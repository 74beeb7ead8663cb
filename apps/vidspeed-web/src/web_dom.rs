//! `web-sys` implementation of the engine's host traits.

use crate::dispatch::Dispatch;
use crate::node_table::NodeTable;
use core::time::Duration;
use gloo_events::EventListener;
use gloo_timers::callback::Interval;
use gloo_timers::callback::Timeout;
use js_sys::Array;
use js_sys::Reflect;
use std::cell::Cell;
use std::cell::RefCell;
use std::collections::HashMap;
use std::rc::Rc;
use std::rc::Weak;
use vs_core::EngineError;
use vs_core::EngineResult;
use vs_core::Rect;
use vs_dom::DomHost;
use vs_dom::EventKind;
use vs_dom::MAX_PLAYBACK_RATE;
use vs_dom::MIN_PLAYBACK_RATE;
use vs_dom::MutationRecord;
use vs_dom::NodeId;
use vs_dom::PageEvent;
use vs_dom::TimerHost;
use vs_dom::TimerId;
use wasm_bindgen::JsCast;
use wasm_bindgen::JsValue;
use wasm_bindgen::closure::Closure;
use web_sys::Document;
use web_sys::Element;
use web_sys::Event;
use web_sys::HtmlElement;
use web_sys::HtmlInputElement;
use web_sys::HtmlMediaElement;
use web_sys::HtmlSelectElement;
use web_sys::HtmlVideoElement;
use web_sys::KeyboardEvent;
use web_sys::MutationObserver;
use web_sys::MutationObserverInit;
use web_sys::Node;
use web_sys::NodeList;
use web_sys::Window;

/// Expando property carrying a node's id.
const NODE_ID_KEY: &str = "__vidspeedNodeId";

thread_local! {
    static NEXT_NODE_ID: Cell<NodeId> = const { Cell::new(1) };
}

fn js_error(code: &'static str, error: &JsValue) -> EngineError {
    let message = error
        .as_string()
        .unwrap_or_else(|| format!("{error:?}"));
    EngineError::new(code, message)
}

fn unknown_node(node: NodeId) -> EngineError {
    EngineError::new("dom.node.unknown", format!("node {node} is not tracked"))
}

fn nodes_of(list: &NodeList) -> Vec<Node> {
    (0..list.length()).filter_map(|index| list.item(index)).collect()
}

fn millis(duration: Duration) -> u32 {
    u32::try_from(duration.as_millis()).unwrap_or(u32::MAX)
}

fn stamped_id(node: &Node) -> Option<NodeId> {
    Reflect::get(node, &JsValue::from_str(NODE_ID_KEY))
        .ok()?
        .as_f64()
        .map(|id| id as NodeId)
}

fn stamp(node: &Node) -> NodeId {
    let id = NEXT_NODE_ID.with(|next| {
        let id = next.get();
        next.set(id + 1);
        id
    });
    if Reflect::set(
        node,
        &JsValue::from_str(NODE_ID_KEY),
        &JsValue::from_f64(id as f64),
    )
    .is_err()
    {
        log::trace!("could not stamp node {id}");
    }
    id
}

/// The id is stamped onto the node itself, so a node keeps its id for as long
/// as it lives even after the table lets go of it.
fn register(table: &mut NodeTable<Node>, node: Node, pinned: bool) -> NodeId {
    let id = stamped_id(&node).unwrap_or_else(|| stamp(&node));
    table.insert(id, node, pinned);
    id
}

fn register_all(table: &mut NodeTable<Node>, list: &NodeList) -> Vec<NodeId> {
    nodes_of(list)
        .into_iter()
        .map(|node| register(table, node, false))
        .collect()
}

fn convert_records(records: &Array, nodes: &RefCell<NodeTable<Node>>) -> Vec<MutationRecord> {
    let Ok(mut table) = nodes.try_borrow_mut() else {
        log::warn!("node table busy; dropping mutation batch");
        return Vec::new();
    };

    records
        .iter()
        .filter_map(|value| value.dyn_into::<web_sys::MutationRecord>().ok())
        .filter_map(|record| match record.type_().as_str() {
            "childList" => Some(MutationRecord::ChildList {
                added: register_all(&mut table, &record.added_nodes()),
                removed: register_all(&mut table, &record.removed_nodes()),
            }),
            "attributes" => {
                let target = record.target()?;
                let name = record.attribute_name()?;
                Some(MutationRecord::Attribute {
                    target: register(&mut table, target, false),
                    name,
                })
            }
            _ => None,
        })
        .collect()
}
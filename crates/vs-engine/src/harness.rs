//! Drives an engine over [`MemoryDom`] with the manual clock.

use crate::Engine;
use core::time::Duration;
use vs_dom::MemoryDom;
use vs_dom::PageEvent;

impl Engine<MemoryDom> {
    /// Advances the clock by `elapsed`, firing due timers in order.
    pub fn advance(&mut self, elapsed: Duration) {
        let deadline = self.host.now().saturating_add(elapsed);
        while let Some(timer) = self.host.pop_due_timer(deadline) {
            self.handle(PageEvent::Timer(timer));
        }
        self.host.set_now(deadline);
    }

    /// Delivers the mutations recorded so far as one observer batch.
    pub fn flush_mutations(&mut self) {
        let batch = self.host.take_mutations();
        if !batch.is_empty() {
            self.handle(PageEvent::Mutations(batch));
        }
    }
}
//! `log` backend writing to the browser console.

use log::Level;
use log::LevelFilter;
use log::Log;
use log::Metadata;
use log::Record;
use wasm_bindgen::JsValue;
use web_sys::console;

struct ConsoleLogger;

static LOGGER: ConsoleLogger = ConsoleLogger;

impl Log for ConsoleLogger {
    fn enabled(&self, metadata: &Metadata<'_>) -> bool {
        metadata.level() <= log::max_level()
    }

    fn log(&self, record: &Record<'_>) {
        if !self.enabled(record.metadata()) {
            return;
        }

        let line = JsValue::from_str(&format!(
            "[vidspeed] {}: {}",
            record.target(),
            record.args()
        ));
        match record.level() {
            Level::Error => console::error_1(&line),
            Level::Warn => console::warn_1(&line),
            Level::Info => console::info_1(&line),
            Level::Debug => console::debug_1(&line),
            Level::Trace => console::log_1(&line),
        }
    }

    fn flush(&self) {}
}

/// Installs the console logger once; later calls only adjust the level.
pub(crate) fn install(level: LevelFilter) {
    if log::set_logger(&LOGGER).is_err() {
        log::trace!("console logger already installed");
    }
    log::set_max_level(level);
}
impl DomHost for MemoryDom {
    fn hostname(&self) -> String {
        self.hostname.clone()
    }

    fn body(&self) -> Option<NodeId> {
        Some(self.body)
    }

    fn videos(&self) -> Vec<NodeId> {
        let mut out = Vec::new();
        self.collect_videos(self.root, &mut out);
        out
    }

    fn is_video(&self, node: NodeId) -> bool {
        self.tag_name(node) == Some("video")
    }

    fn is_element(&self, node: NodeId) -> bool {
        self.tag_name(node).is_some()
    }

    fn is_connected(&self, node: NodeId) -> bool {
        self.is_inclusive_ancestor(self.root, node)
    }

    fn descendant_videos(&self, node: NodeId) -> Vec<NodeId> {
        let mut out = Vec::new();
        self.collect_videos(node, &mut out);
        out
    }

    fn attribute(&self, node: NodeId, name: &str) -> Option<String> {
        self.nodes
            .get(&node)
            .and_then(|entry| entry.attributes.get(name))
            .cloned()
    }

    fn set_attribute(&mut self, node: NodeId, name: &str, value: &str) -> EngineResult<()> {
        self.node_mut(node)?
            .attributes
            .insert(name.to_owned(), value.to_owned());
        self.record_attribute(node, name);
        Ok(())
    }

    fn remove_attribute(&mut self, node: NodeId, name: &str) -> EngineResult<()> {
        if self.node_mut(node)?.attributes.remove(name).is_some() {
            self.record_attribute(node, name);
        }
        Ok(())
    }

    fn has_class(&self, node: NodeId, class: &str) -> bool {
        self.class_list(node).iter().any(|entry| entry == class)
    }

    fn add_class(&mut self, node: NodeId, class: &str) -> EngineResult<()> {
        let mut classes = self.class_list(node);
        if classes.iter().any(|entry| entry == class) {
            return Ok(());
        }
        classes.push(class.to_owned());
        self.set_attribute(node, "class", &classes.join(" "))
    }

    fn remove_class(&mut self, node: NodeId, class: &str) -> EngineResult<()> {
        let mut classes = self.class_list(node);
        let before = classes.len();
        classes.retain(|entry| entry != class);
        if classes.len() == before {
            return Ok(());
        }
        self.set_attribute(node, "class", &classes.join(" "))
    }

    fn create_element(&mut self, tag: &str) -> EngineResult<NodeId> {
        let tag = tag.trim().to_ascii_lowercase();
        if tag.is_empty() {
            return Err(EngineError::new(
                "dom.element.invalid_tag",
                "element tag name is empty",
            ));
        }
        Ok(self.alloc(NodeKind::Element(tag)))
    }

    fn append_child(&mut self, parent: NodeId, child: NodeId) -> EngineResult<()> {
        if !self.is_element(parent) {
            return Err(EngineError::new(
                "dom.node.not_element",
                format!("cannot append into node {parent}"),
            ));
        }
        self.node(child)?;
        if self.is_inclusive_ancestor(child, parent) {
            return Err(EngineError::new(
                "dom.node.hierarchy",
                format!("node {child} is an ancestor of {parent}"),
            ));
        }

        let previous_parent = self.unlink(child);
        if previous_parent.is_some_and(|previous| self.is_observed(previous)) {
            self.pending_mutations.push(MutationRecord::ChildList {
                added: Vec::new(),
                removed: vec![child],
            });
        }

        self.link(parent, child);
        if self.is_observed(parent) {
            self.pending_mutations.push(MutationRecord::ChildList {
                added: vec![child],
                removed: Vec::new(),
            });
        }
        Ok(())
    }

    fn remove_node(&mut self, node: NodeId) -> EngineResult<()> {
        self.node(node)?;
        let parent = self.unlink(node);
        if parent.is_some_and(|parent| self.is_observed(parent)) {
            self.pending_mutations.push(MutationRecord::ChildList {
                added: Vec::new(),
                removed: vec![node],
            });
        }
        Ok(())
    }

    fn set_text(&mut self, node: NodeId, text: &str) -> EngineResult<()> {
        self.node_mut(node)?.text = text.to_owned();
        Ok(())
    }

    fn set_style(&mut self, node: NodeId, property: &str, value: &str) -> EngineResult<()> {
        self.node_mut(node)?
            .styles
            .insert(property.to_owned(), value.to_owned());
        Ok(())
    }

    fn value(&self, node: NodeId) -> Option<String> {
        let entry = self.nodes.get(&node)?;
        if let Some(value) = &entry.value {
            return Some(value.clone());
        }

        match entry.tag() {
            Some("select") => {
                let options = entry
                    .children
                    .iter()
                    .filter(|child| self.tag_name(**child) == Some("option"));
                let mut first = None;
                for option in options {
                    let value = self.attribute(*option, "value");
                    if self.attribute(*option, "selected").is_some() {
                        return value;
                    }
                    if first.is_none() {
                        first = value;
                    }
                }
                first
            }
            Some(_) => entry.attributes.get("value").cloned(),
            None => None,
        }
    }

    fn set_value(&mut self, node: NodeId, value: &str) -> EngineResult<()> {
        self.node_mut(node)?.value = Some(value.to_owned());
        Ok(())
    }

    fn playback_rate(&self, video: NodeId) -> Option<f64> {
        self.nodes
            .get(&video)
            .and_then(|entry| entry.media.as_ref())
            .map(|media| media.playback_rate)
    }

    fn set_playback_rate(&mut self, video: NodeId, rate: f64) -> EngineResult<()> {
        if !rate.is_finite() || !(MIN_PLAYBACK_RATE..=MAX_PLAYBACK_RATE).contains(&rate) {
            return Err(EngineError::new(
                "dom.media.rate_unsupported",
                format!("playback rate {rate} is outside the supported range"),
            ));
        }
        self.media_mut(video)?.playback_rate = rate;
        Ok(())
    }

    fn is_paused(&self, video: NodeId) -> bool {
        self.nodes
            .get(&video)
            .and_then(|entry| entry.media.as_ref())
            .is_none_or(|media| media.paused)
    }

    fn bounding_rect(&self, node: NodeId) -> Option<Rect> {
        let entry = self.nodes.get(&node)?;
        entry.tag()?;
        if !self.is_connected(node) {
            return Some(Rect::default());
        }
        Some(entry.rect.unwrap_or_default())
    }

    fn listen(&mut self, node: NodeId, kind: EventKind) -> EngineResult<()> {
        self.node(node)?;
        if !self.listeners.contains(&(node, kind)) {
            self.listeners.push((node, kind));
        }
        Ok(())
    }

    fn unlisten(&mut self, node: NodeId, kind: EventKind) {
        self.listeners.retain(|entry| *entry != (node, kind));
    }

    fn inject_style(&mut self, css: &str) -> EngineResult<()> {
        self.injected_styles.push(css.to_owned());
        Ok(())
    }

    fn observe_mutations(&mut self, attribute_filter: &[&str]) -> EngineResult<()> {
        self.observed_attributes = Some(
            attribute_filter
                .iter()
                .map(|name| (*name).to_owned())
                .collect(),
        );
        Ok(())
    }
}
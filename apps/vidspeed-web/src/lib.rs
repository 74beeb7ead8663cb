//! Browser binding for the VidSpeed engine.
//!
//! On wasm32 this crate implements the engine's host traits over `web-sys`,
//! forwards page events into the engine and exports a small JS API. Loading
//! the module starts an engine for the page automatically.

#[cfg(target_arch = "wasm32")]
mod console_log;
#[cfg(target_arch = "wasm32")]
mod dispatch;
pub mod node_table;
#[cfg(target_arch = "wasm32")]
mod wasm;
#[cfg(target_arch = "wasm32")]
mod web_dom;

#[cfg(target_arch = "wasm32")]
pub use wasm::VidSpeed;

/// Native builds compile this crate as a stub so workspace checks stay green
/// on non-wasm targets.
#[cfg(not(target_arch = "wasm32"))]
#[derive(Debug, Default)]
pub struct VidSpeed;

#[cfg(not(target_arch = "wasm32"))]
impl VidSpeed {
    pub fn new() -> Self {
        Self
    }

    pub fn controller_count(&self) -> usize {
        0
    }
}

----

Would you copy out every line in the records that includes the string "Array"?

use js_sys::Array;
fn convert_records(records: &Array, nodes: &RefCell<NodeTable<Node>>) -> Vec<MutationRecord> {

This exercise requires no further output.